_Records for the exercise_
▽
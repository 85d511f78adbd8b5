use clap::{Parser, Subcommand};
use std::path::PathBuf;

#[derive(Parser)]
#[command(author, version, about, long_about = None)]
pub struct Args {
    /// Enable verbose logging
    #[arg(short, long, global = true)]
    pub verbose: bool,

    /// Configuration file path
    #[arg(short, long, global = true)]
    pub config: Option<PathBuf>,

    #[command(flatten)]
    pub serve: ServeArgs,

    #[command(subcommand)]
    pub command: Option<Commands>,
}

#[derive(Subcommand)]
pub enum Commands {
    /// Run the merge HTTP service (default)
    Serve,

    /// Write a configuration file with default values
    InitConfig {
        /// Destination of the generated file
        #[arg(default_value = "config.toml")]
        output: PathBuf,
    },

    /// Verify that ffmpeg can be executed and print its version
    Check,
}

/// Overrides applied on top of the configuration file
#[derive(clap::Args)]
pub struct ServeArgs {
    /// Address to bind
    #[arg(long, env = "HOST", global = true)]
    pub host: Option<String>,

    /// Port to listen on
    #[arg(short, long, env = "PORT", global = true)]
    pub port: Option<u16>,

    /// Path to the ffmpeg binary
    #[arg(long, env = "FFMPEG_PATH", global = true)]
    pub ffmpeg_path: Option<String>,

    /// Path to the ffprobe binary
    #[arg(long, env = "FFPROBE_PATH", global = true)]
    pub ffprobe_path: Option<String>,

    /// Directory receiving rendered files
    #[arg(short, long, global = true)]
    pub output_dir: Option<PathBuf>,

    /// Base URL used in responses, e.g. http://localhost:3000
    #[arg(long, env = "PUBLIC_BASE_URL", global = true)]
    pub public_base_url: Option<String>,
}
△
_Task requirements_
The records above are to be copied in full, exactly as written.

_Written solution_
repository 85d511f78adbd8b5
use clap::{Parser, Subcommand};
use std::path::PathBuf;

#[derive(Parser)]
#[command(author, version, about, long_about = None)]
pub struct Args {
    /// Enable verbose logging
    #[arg(short, long, global = true)]
    pub verbose: bool,

    /// Configuration file path
    #[arg(short, long, global = true)]
    pub config: Option<PathBuf>,

    #[command(flatten)]
    pub serve: ServeArgs,

    #[command(subcommand)]
    pub command: Option<Commands>,
}

#[derive(Subcommand)]
pub enum Commands {
    /// Run the merge HTTP service (default)
    Serve,

    /// Write a configuration file with default values
    InitConfig {
        /// Destination of the generated file
        #[arg(default_value = "config.toml")]
        output: PathBuf,
    },

    /// Verify that ffmpeg can be executed and print its version
    Check,
}

/// Overrides applied on top of the configuration file
#[derive(clap::Args)]
pub struct ServeArgs {
    /// Address to bind
    #[arg(long, env = "HOST", global = true)]
    pub host: Option<String>,

    /// Port to listen on
    #[arg(short, long, env = "PORT", global = true)]
    pub port: Option<u16>,

    /// Path to the ffmpeg binary
    #[arg(long, env = "FFMPEG_PATH", global = true)]
    pub ffmpeg_path: Option<String>,

    /// Path to the ffprobe binary
    #[arg(long, env = "FFPROBE_PATH", global = true)]
    pub ffprobe_path: Option<String>,

    /// Directory receiving rendered files
    #[arg(short, long, global = true)]
    pub output_dir: Option<PathBuf>,

    /// Base URL used in responses, e.g. http://localhost:3000
    #[arg(long, env = "PUBLIC_BASE_URL", global = true)]
    pub public_base_url: Option<String>,
}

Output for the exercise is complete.